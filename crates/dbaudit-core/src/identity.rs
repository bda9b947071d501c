//! The acting identity changes are attributed to

use std::fmt;
use std::sync::Arc;

/// An authenticated caller
pub trait Identity: Send + Sync + fmt::Debug {
    /// Unique identifier, stored as `CreatedBy` / `LastModifiedBy`
    fn id(&self) -> &str;

    /// Display name
    fn name(&self) -> &str;
}

/// Shared handle to an identity
pub type SharedIdentity = Arc<dyn Identity>;

/// A fixed identity, for services acting on their own behalf and for tests
#[derive(Debug, Clone, PartialEq, Eq)]
pub struct StaticIdentity {
    id: String,
    name: String,
}

impl StaticIdentity {
    pub fn new(id: impl Into<String>, name: impl Into<String>) -> Self {
        Self {
            id: id.into(),
            name: name.into(),
        }
    }

    pub fn shared(self) -> SharedIdentity {
        Arc::new(self)
    }
}

impl Identity for StaticIdentity {
    fn id(&self) -> &str {
        &self.id
    }

    fn name(&self) -> &str {
        &self.name
    }
}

» Assignment:
Lines from the start of the records through the one containing "pub trait Identity: Send" are what should be retyped, exactly and in full, both ends included.

» Answer space:
filename crates/dbaudit-core/src/identity.rs
repository bda9b947071d501c
//! The acting identity changes are attributed to

use std::fmt;
use std::sync::Arc;

/// An authenticated caller
pub trait Identity: Send + Sync + fmt::Debug {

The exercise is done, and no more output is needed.